On the Water isn't typical of the sort of stuff I mostly listened to last year but, while listening to the review copy I had from state magazine, I became absorbed by it and by its earnest theatrics. 

I like Sam Herring's weird voice (which is the huge deal-breaker around this band, I've noticed). He sings in a variety of strange registers, with his vocals quickly oozing up a couple of octaves (as if squeezed) into these strangulated, almost character-inhabiting yelps of exaggerated emotion; not unlike Morrisey in technique. It adds to what Future Islands are all about - magnified, almost operatic, heartbreak.

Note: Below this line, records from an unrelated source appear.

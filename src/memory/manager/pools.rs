/*!
 * Custom Pools
 * Caller-registered pools addressed by name
 */

use super::dispatch::secure_wipe;
use super::MemoryManager;
use crate::core::errors::{MemoryError, MemoryResult};
use crate::core::types::{Address, Size};
use crate::memory::tracker::AllocationRecord;
use crate::memory::traits::Pool;
use crate::memory::types::{AllocatorKind, MemoryPolicy, PoolStats};
use std::ptr::NonNull;
use std::sync::Arc;
use tracing::{debug, info, warn};

impl MemoryManager {
    /// Register `pool` under `name`; names are unique
    pub fn register_custom_pool(&self, name: &str, pool: Arc<dyn Pool>) -> MemoryResult<()> {
        use dashmap::mapref::entry::Entry;

        match self.custom_pools.entry(name.to_owned()) {
            Entry::Occupied(_) => Err(MemoryError::PoolAlreadyRegistered(name.to_owned())),
            Entry::Vacant(slot) => {
                let slot_size = pool.slot_size();
                slot.insert(pool);
                info!(pool = name, slot_size, "Registered custom pool");
                Ok(())
            }
        }
    }

    /// Remove a pool. Blocks still out keep pointing into it; the returned
    /// handle keeps its storage alive.
    pub fn unregister_custom_pool(&self, name: &str) -> Option<Arc<dyn Pool>> {
        let (_, pool) = self.custom_pools.remove(name)?;
        let live = pool.stats().used;
        if live > 0 {
            warn!(pool = name, live, "Unregistered custom pool with live blocks");
        } else {
            debug!(pool = name, "Unregistered custom pool");
        }
        Some(pool)
    }

    pub fn custom_pool(&self, name: &str) -> Option<Arc<dyn Pool>> {
        self.custom_pools
            .get(name)
            .map(|entry| Arc::clone(entry.value()))
    }

    /// Allocate one slot from the named pool.
    ///
    /// `None` for an unknown pool, an exhausted pool, or a request larger
    /// (or more aligned) than the pool's slots. Callers typically fall back
    /// to `allocate`. Metrics charge the whole slot, tracked or not.
    pub fn allocate_from_pool(
        &self,
        name: &str,
        size: Size,
        policy: &MemoryPolicy,
    ) -> Option<NonNull<u8>> {
        let Some(pool) = self.custom_pool(name) else {
            warn!(pool = name, "Allocation from unknown pool");
            self.counters.record_failure();
            return None;
        };
        if size > pool.slot_size() || policy.alignment > pool.slot_align() {
            debug!(
                pool = name,
                size,
                slot_size = pool.slot_size(),
                "Request does not fit pool slots"
            );
            self.counters.record_failure();
            return None;
        }
        let charge = pool.slot_size();
        if let Some(limit) = self.config.hard_limit {
            if self.counters.current().saturating_add(charge) > limit {
                self.counters.record_failure();
                return None;
            }
        }

        let Some(ptr) = pool.allocate() else {
            debug!(pool = name, "Custom pool exhausted");
            self.counters.record_failure();
            return None;
        };

        if policy.enable_tracking {
            let record = AllocationRecord::new(
                ptr.as_ptr() as Address,
                size,
                pool.slot_align(),
                policy,
                AllocatorKind::CustomPool,
            )
            .with_pool(name);
            self.tracker.track(record);
        }
        let current = self.counters.record_allocation(charge, None);
        self.update_pressure(current);
        Some(ptr)
    }

    /// Return a slot to the named pool
    pub fn deallocate_to_pool(&self, name: &str, ptr: NonNull<u8>) -> MemoryResult<()> {
        let address = ptr.as_ptr() as Address;
        let pool = self.custom_pool(name).ok_or_else(|| {
            warn!(pool = name, "Deallocation to unknown pool");
            MemoryError::UnknownPool(name.to_owned())
        })?;
        if !pool.owns(address) {
            self.tracker.record_invalid_free(address);
            return Err(MemoryError::ForeignPointer {
                address,
                owner: "custom pool",
            });
        }

        let record = self.tracker.take(address);
        if let Some(record) = record.as_ref().filter(|record| record.sensitive) {
            // SAFETY: the slot is live and at least `record.size` bytes long
            unsafe { secure_wipe(ptr, record.size) };
        }
        if let Err(err) = pool.deallocate(ptr) {
            self.note_release_error(address, &err);
            return Err(err);
        }

        let current = self.counters.record_deallocation(pool.slot_size());
        self.update_pressure(current);
        Ok(())
    }

    /// Hand `ptr` back to the pool registered as `name`, returning the
    /// slot size charged for it; accounting is the caller's job
    pub(super) fn release_to_pool(&self, name: &str, ptr: NonNull<u8>) -> MemoryResult<Size> {
        let pool = self
            .custom_pool(name)
            .ok_or_else(|| MemoryError::UnknownPool(name.to_owned()))?;
        pool.deallocate(ptr)?;
        Ok(pool.slot_size())
    }

    /// Name of the registered pool whose storage holds `address`
    pub(super) fn custom_pool_owning(&self, address: Address) -> Option<String> {
        self.custom_pool_snapshot()
            .into_iter()
            .find(|(_, pool)| pool.owns(address))
            .map(|(name, _)| name)
    }

    pub fn custom_pool_stats(&self) -> Vec<(String, PoolStats)> {
        let mut stats: Vec<_> = self
            .custom_pool_snapshot()
            .into_iter()
            .map(|(name, pool)| (name, pool.stats()))
            .collect();
        stats.sort_by(|a, b| a.0.cmp(&b.0));
        stats
    }

    pub(super) fn shrink_custom_pools(&self) -> Size {
        self.custom_pool_snapshot()
            .iter()
            .map(|(_, pool)| pool.try_shrink())
            .sum()
    }

    /// Pools are user code; never call into them under a map guard
    fn custom_pool_snapshot(&self) -> Vec<(String, Arc<dyn Pool>)> {
        self.custom_pools
            .iter()
            .map(|entry| (entry.key().clone(), Arc::clone(entry.value())))
            .collect()
    }
}
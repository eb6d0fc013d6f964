/*!
 * Platform-specific SIMD Detection
 * Detects available SIMD instruction sets
 */

use serde::Serialize;

/// Widest instruction set the bulk memory routines will use
#[derive(Debug, Clone, Copy, PartialEq, Eq, PartialOrd, Ord, Serialize)]
pub enum SimdLevel {
    Scalar,
    Sse2,
    Avx2,
    Neon,
}

/// SIMD capabilities available on the platform
#[derive(Debug, Clone, Copy, PartialEq, Eq, Serialize)]
pub struct SimdCapabilities {
    /// SSE2 support (x86_64 baseline)
    pub sse2: bool,
    /// AVX2 support (x86_64)
    pub avx2: bool,
    /// NEON support (aarch64)
    pub neon: bool,
}

impl SimdCapabilities {
    pub fn level(&self) -> SimdLevel {
        if self.avx2 {
            SimdLevel::Avx2
        } else if self.sse2 {
            SimdLevel::Sse2
        } else if self.neon {
            SimdLevel::Neon
        } else {
            SimdLevel::Scalar
        }
    }

    /// Bytes moved per vector instruction
    pub fn vector_bytes(&self) -> usize {
        match self.level() {
            SimdLevel::Avx2 => 32,
            SimdLevel::Sse2 | SimdLevel::Neon => 16,
            SimdLevel::Scalar => 8,
        }
    }
}

/// Detect available SIMD instruction sets
pub fn detect_simd_support() -> SimdCapabilities {
    #[cfg(target_arch = "x86_64")]
    {
        SimdCapabilities {
            sse2: is_x86_feature_detected!("sse2"),
            avx2: is_x86_feature_detected!("avx2"),
            neon: false,
        }
    }

    #[cfg(target_arch = "aarch64")]
    {
        SimdCapabilities {
            sse2: false,
            avx2: false,
            neon: std::arch::is_aarch64_feature_detected!("neon"),
        }
    }

    #[cfg(not(any(target_arch = "x86_64", target_arch = "aarch64")))]
    {
        SimdCapabilities {
            sse2: false,
            avx2: false,
            neon: false,
        }
    }
}
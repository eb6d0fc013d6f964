/*!
 * Monitoring
 * Tracing setup and operation spans
 */

mod tracer;

pub use tracer::{
    init_tracing, span_operation, OperationSpan, TraceFormat, SLOW_OPERATION_THRESHOLD,
};
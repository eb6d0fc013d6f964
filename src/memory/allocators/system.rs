/*!
 * System Fallback
 * Last-resort allocations from the process global allocator
 */

use crate::core::errors::{MemoryError, MemoryResult};
use crate::core::types::{Address, Size};
use crate::memory::traits::BlockAllocator;
use crate::memory::types::AllocatorUsage;
use ahash::RandomState;
use dashmap::DashMap;
use std::alloc::{self, Layout};
use std::ptr::NonNull;
use std::sync::atomic::{AtomicUsize, Ordering};

/// Global-allocator passthrough that remembers each block's layout, so
/// ownership can be recovered from the address alone.
pub struct SystemAllocator {
    blocks: DashMap<Address, Layout, RandomState>,
    bytes: AtomicUsize,
}

impl SystemAllocator {
    pub fn new() -> Self {
        Self {
            blocks: DashMap::with_hasher(RandomState::new()),
            bytes: AtomicUsize::new(0),
        }
    }

    pub fn allocate(&self, size: Size, align: usize) -> Option<NonNull<u8>> {
        let layout = Layout::from_size_align(size.max(1), align).ok()?;
        // SAFETY: layout size is non-zero
        let ptr = NonNull::new(unsafe { alloc::alloc(layout) })?;
        self.blocks.insert(ptr.as_ptr() as Address, layout);
        self.bytes.fetch_add(layout.size(), Ordering::Relaxed);
        Some(ptr)
    }

    pub fn deallocate(&self, ptr: NonNull<u8>) -> MemoryResult<()> {
        let address = ptr.as_ptr() as Address;
        let (_, layout) = self
            .blocks
            .remove(&address)
            .ok_or(MemoryError::ForeignPointer {
                address,
                owner: "system allocator",
            })?;
        // SAFETY: the block came from `alloc` with this layout and was just
        // unregistered, so it is freed exactly once
        unsafe { alloc::dealloc(ptr.as_ptr(), layout) };
        self.bytes.fetch_sub(layout.size(), Ordering::Relaxed);
        Ok(())
    }

    pub fn owns(&self, address: Address) -> bool {
        self.blocks.contains_key(&address)
    }

    pub fn live_blocks(&self) -> usize {
        self.blocks.len()
    }

    pub fn bytes(&self) -> Size {
        self.bytes.load(Ordering::Relaxed)
    }
}

impl Default for SystemAllocator {
    fn default() -> Self {
        Self::new()
    }
}

impl Drop for SystemAllocator {
    fn drop(&mut self) {
        for entry in self.blocks.iter() {
            // SAFETY: every registered block is still owned by us
            unsafe { alloc::dealloc(*entry.key() as *mut u8, *entry.value()) };
        }
    }
}

impl BlockAllocator for SystemAllocator {
    fn allocate(&self, size: Size, align: usize) -> Option<NonNull<u8>> {
        SystemAllocator::allocate(self, size, align)
    }

    fn deallocate(&self, ptr: NonNull<u8>) -> MemoryResult<()> {
        SystemAllocator::deallocate(self, ptr)
    }

    fn owns(&self, address: Address) -> bool {
        SystemAllocator::owns(self, address)
    }

    fn usage(&self) -> AllocatorUsage {
        let bytes = self.bytes();
        AllocatorUsage {
            capacity: bytes,
            used: bytes,
            live_blocks: self.live_blocks(),
        }
    }
}
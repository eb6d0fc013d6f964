/*!
 * Managed Objects
 * Opt-in per-type routing through a fixed policy, with RAII release
 */

use super::MemoryManager;
use crate::core::errors::ConstructError;
use crate::memory::types::MemoryPolicy;
use std::fmt;
use std::marker::PhantomData;
use std::ops::{Deref, DerefMut};
use std::ptr::NonNull;
use std::sync::Arc;
use tracing::warn;

/// Creates `T`s through one manager under one policy
pub struct ObjectFactory<'m, T> {
    manager: &'m MemoryManager,
    policy: Arc<MemoryPolicy>,
    _marker: PhantomData<fn() -> T>,
}

impl<'m, T> ObjectFactory<'m, T> {
    pub fn new(manager: &'m MemoryManager, policy: MemoryPolicy) -> Self {
        Self {
            manager,
            policy: Arc::new(policy),
            _marker: PhantomData,
        }
    }

    pub fn policy(&self) -> &MemoryPolicy {
        &self.policy
    }

    pub fn create(&self, value: T) -> Option<ManagedBox<'m, T>> {
        self.create_with(|| value)
    }

    pub fn create_with(&self, ctor: impl FnOnce() -> T) -> Option<ManagedBox<'m, T>> {
        let ptr = self.manager.allocate_object(&self.policy, ctor)?;
        Some(ManagedBox::from_parts(self.manager, Arc::clone(&self.policy), ptr))
    }

    pub fn try_create_with<E>(
        &self,
        ctor: impl FnOnce() -> Result<T, E>,
    ) -> Result<ManagedBox<'m, T>, ConstructError<E>> {
        let ptr = self.manager.try_allocate_object(&self.policy, ctor)?;
        Ok(ManagedBox::from_parts(
            self.manager,
            Arc::clone(&self.policy),
            ptr,
        ))
    }
}

impl<T> Clone for ObjectFactory<'_, T> {
    fn clone(&self) -> Self {
        Self {
            manager: self.manager,
            policy: Arc::clone(&self.policy),
            _marker: PhantomData,
        }
    }
}

impl MemoryManager {
    /// Factory routing every `T` it creates through `policy`
    pub fn factory<T>(&self, policy: MemoryPolicy) -> ObjectFactory<'_, T> {
        ObjectFactory::new(self, policy)
    }
}

/// Owning pointer to a `T` allocated through a manager; dropped and
/// released through the same manager
pub struct ManagedBox<'m, T> {
    ptr: NonNull<T>,
    manager: &'m MemoryManager,
    policy: Arc<MemoryPolicy>,
    _owns: PhantomData<T>,
}

// SAFETY: the box uniquely owns its `T`; the manager is Sync
unsafe impl<T: Send> Send for ManagedBox<'_, T> {}
unsafe impl<T: Sync> Sync for ManagedBox<'_, T> {}

impl<'m, T> ManagedBox<'m, T> {
    fn from_parts(manager: &'m MemoryManager, policy: Arc<MemoryPolicy>, ptr: NonNull<T>) -> Self {
        Self {
            ptr,
            manager,
            policy,
            _owns: PhantomData,
        }
    }

    pub fn as_ptr(&self) -> NonNull<T> {
        self.ptr
    }

    /// Give up ownership; release with `MemoryManager::deallocate_object`
    /// under the returned policy
    pub fn into_raw(self) -> (NonNull<T>, Arc<MemoryPolicy>) {
        let this = std::mem::ManuallyDrop::new(self);
        // SAFETY: `this` is never dropped, so the policy is moved out once
        let policy = unsafe { std::ptr::read(&this.policy) };
        (this.ptr, policy)
    }
}

impl<T> Deref for ManagedBox<'_, T> {
    type Target = T;

    fn deref(&self) -> &T {
        // SAFETY: the pointee is initialized and owned for the box's lifetime
        unsafe { self.ptr.as_ref() }
    }
}

impl<T> DerefMut for ManagedBox<'_, T> {
    fn deref_mut(&mut self) -> &mut T {
        // SAFETY: as above, and `&mut self` is unique
        unsafe { self.ptr.as_mut() }
    }
}

impl<T> Drop for ManagedBox<'_, T> {
    fn drop(&mut self) {
        // SAFETY: the pointer came from `allocate_object::<T>` under this policy
        if let Err(e) = unsafe { self.manager.deallocate_object(self.ptr, &self.policy) } {
            warn!(error = %e, "Failed to release managed object");
        }
    }
}

impl<T: fmt::Debug> fmt::Debug for ManagedBox<'_, T> {
    fn fmt(&self, f: &mut fmt::Formatter<'_>) -> fmt::Result {
        fmt::Debug::fmt(&**self, f)
    }
}
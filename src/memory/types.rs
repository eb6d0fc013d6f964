/*!
 * Memory Types
 * Policies, strategies and report types shared across the memory subsystem
 */

use crate::core::limits::DEFAULT_ALIGNMENT;
use crate::core::types::{NodeId, Size, Tag};
use serde::{Deserialize, Serialize};
use std::collections::BTreeMap;
use std::fmt;

/// Allocation strategy requested by a caller
#[derive(Debug, Clone, Copy, PartialEq, Eq, Hash, PartialOrd, Ord, Serialize, Deserialize)]
#[serde(rename_all = "snake_case")]
pub enum AllocationStrategy {
    /// Lowest latency; may waste memory
    Fastest,
    /// Size class with the least internal fragmentation
    MostEfficient,
    /// Always the bucketed pool set
    SizeSegregated,
    /// Calling thread's private cache
    ThreadLocal,
    /// Pool bound to the calling thread's NUMA node
    NumaAware,
    /// Pooled under low pressure, general heap under high pressure
    Balanced,
}

impl AllocationStrategy {
    pub const ALL: [AllocationStrategy; 6] = [
        Self::Fastest,
        Self::MostEfficient,
        Self::SizeSegregated,
        Self::ThreadLocal,
        Self::NumaAware,
        Self::Balanced,
    ];

    pub fn as_str(&self) -> &'static str {
        match self {
            Self::Fastest => "fastest",
            Self::MostEfficient => "most_efficient",
            Self::SizeSegregated => "size_segregated",
            Self::ThreadLocal => "thread_local",
            Self::NumaAware => "numa_aware",
            Self::Balanced => "balanced",
        }
    }
}

impl Default for AllocationStrategy {
    fn default() -> Self {
        Self::Balanced
    }
}

impl fmt::Display for AllocationStrategy {
    fn fmt(&self, f: &mut fmt::Formatter<'_>) -> fmt::Result {
        f.write_str(self.as_str())
    }
}

/// Concrete allocator that satisfied a request
#[derive(Debug, Clone, Copy, PartialEq, Eq, Hash, Serialize, Deserialize)]
#[serde(rename_all = "snake_case")]
pub enum AllocatorKind {
    Linear,
    LockFree,
    Segregated,
    ThreadLocal,
    Numa,
    Heap,
    System,
    CustomPool,
}

impl AllocatorKind {
    pub fn as_str(&self) -> &'static str {
        match self {
            Self::Linear => "linear arena",
            Self::LockFree => "lock-free allocator",
            Self::Segregated => "segregated pools",
            Self::ThreadLocal => "thread-local allocator",
            Self::Numa => "NUMA allocator",
            Self::Heap => "general heap",
            Self::System => "system allocator",
            Self::CustomPool => "custom pool",
        }
    }
}

impl fmt::Display for AllocatorKind {
    fn fmt(&self, f: &mut fmt::Formatter<'_>) -> fmt::Result {
        f.write_str(self.as_str())
    }
}

/// Per-call allocation policy.
///
/// The manager only ever reads a caller's policy; `with_*` builders return
/// modified copies.
#[derive(Debug, Clone, PartialEq, Serialize, Deserialize)]
#[serde(default)]
pub struct MemoryPolicy {
    pub strategy: AllocationStrategy,
    pub allocation_tag: Tag,
    pub alignment: usize,
    pub enable_tracking: bool,
    pub enable_leak_detection: bool,
    pub enable_stack_traces: bool,
    /// Marks blocks as sensitive; they are wiped before release
    pub enable_memory_encryption: bool,
    pub prefer_simd_operations: bool,
    pub enable_automatic_cleanup: bool,
}

impl Default for MemoryPolicy {
    fn default() -> Self {
        Self {
            strategy: AllocationStrategy::Balanced,
            allocation_tag: Tag::from("general"),
            alignment: DEFAULT_ALIGNMENT,
            enable_tracking: true,
            enable_leak_detection: true,
            enable_stack_traces: false,
            enable_memory_encryption: false,
            prefer_simd_operations: true,
            enable_automatic_cleanup: true,
        }
    }
}

impl MemoryPolicy {
    /// Policy for hot paths: no tracking, no diagnostics
    pub fn performance(strategy: AllocationStrategy) -> Self {
        Self {
            strategy,
            enable_tracking: false,
            enable_leak_detection: false,
            ..Self::default()
        }
    }

    pub fn with_strategy(mut self, strategy: AllocationStrategy) -> Self {
        self.strategy = strategy;
        self
    }

    pub fn with_tag(mut self, tag: impl AsRef<str>) -> Self {
        self.allocation_tag = Tag::from(tag.as_ref());
        self
    }

    pub fn with_alignment(mut self, alignment: usize) -> Self {
        self.alignment = alignment;
        self
    }

    pub fn with_tracking(mut self, enabled: bool) -> Self {
        self.enable_tracking = enabled;
        self
    }

    pub fn with_leak_detection(mut self, enabled: bool) -> Self {
        self.enable_leak_detection = enabled;
        self
    }

    pub fn with_stack_traces(mut self, enabled: bool) -> Self {
        self.enable_stack_traces = enabled;
        self
    }

    pub fn with_memory_encryption(mut self, enabled: bool) -> Self {
        self.enable_memory_encryption = enabled;
        self
    }

    pub fn with_simd(mut self, enabled: bool) -> Self {
        self.prefer_simd_operations = enabled;
        self
    }

    pub fn with_automatic_cleanup(mut self, enabled: bool) -> Self {
        self.enable_automatic_cleanup = enabled;
        self
    }
}

/// Memory pressure levels
#[derive(
    Debug, Clone, Copy, PartialEq, Eq, PartialOrd, Ord, Hash, Default, Serialize, Deserialize,
)]
#[repr(u8)]
pub enum PressureLevel {
    #[default]
    Low = 0,
    Moderate = 1,
    High = 2,
    Critical = 3,
}

impl PressureLevel {
    pub(crate) fn from_u8(value: u8) -> Self {
        match value {
            0 => Self::Low,
            1 => Self::Moderate,
            2 => Self::High,
            _ => Self::Critical,
        }
    }
}

impl fmt::Display for PressureLevel {
    fn fmt(&self, f: &mut fmt::Formatter) -> fmt::Result {
        match self {
            PressureLevel::Low => write!(f, "LOW"),
            PressureLevel::Moderate => write!(f, "MODERATE"),
            PressureLevel::High => write!(f, "HIGH"),
            PressureLevel::Critical => write!(f, "CRITICAL"),
        }
    }
}

/// Usage of a single allocator's backing storage
#[derive(Debug, Clone, Copy, Default, PartialEq, Eq, Serialize, Deserialize)]
pub struct AllocatorUsage {
    /// Bytes reserved from the system for this allocator
    pub capacity: Size,
    /// Bytes currently handed out, including rounding and padding
    pub used: Size,
    /// Live blocks
    pub live_blocks: usize,
}

impl AllocatorUsage {
    pub fn utilization(&self) -> f64 {
        if self.capacity == 0 {
            0.0
        } else {
            self.used as f64 / self.capacity as f64
        }
    }
}

/// Statistics of a fixed-slot pool
#[derive(Debug, Clone, Default, PartialEq, Serialize, Deserialize)]
pub struct PoolStats {
    pub slot_size: Size,
    pub capacity: usize,
    pub used: usize,
    pub chunks: usize,
    pub allocations: u64,
    pub deallocations: u64,
    pub failed_allocations: u64,
    pub grow_events: u64,
    pub shrink_events: u64,
}

impl PoolStats {
    pub fn utilization(&self) -> f64 {
        if self.capacity == 0 {
            0.0
        } else {
            self.used as f64 / self.capacity as f64
        }
    }
}

/// Utilization entry of one pool in the metrics snapshot
#[derive(Debug, Clone, PartialEq, Serialize, Deserialize)]
pub struct PoolUtilization {
    pub name: String,
    pub slot_size: Size,
    pub capacity: usize,
    pub used: usize,
    pub utilization: f64,
}

/// Point-in-time snapshot of manager metrics.
///
/// Counters are read independently; the snapshot is not globally consistent
/// but no individual counter is torn.
#[derive(Debug, Clone, Default, PartialEq, Serialize, Deserialize)]
pub struct PerformanceMetrics {
    pub total_allocations: u64,
    pub total_deallocations: u64,
    pub failed_allocations: u64,
    pub fallback_allocations: u64,
    pub zero_size_allocations: u64,
    pub total_allocated_bytes: u64,
    pub current_allocated_bytes: Size,
    pub peak_allocated_bytes: Size,
    pub reserved_bytes: Size,
    /// Useful bytes over reserved bytes
    pub memory_efficiency: f64,
    pub current_read_bandwidth_mbps: f64,
    pub current_write_bandwidth_mbps: f64,
    pub peak_read_bandwidth_mbps: f64,
    pub peak_write_bandwidth_mbps: f64,
    pub pool_utilization: Vec<PoolUtilization>,
    pub average_pool_utilization: f64,
    pub active_pools: usize,
    pub numa_node_utilization: BTreeMap<NodeId, f64>,
    pub current_pressure: PressureLevel,
    pub strategy_counts: BTreeMap<AllocationStrategy, u64>,
}

/// Diagnostic summary derived from tracker and metrics
#[derive(Debug, Clone, Default, PartialEq, Serialize, Deserialize)]
pub struct HealthReport {
    pub has_memory_leaks: bool,
    pub leaked_allocations: usize,
    pub leaked_bytes: Size,
    pub has_memory_corruption: bool,
    pub double_frees: u64,
    pub invalid_frees: u64,
    pub has_performance_issues: bool,
    pub recommendations: Vec<String>,
    pub warnings: Vec<String>,
}

impl HealthReport {
    pub fn is_healthy(&self) -> bool {
        !self.has_memory_leaks && !self.has_memory_corruption && !self.has_performance_issues
    }
}
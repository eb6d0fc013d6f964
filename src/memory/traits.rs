/*!
 * Memory Traits
 * Allocator and pool abstractions used by the manager's dispatch
 */

use super::types::{AllocatorUsage, PoolStats};
use crate::core::errors::MemoryResult;
use crate::core::types::{Address, Size};
use std::ptr::NonNull;

/// Variable-size block allocator interface.
///
/// Every strategy allocator implements this so the manager can route a
/// request, and later its release, through the same contract.
pub trait BlockAllocator: Send + Sync {
    /// Allocate `size` bytes aligned to `align` (a power of two).
    /// Returns `None` on exhaustion; never blocks indefinitely.
    fn allocate(&self, size: Size, align: usize) -> Option<NonNull<u8>>;

    /// Release a block previously returned by `allocate` on this allocator
    fn deallocate(&self, ptr: NonNull<u8>) -> MemoryResult<()>;

    /// Whether `address` lies inside storage owned by this allocator
    fn owns(&self, address: Address) -> bool;

    /// Current usage of the backing storage
    fn usage(&self) -> AllocatorUsage;
}

/// Fixed-slot pool interface.
///
/// Used for the size-class pools and for caller-registered custom pools.
pub trait Pool: Send + Sync {
    /// Usable bytes per slot
    fn slot_size(&self) -> Size;

    /// Guaranteed alignment of every slot
    fn slot_align(&self) -> usize;

    /// Pop a free slot, `None` when exhausted
    fn allocate(&self) -> Option<NonNull<u8>>;

    /// Return a slot; foreign pointers and double frees are rejected
    fn deallocate(&self, ptr: NonNull<u8>) -> MemoryResult<()>;

    fn owns(&self, address: Address) -> bool;

    fn stats(&self) -> PoolStats;

    /// Release unused backing storage, returning bytes freed
    fn try_shrink(&self) -> Size {
        0
    }
}
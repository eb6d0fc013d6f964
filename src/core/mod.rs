/*!
 * Core Module
 * Shared types, limits and error handling for the memory subsystem
 */

pub mod errors;
pub mod limits;
pub mod types;

// Re-export for convenience
pub use errors::*;
pub use types::*;
/*!
 * Memory Core Library
 * Policy-driven memory manager with pluggable allocator strategies
 */

pub mod core;
pub mod memory;
pub mod monitoring;

// Re-exports
pub use crate::core::errors::{ConstructError, MemoryError, MemoryResult};
pub use memory::{
    AllocationStrategy, HealthReport, ManagedBox, ManagerConfig, MemoryManager, MemoryPolicy,
    ObjectFactory, PerformanceMetrics, PressureLevel,
};
pub use monitoring::{init_tracing, TraceFormat};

And the subject matter is the other thing I like about On the Water. There's a sort of toxic core notion to it, namely that there's some desperate worth in clinging to a lost past. He sings this sentiment ("look back, look back/hold on to the last") over a supple web of synthesized chords in 'Where I Found You', On the Water's central song, and it sounds more-or-less like the album's (indeed Future Islands') manifesto. I'm sure most therapists these days would tell you that Herring is giving pretty questionable life advice here - cling to the past, don't let shit go, desperately rake over the dead ashes of some busted up romance... It's counter intuitive to received wisdom, which is all about letting go, so there is a sad romanticism to it. Great Gatsby shit. 

What else? Umm the album is very pristine sounding, all transparent clinky synths and clean'n'robust Peter Hook bass shapes, with the odd exhaled accordion chord thrown in for added poignancy (trademark: Twilight Sad). Which is a pretty suitable backdrop for Herring's past-obsessed, shattered lover persona. 

Also: I never knew how big Future Islands were in Dublin until I noticed via twitter how desperately people were looking for tickets for their latest gig. Wow, they strike a chord eh? Anyway, like many, I'm re-reading Dubliners at the moment for One City One Book, and the famous last story The Dead is about, among lots of other stuff, how the Irish are preoccupied with their dead past. 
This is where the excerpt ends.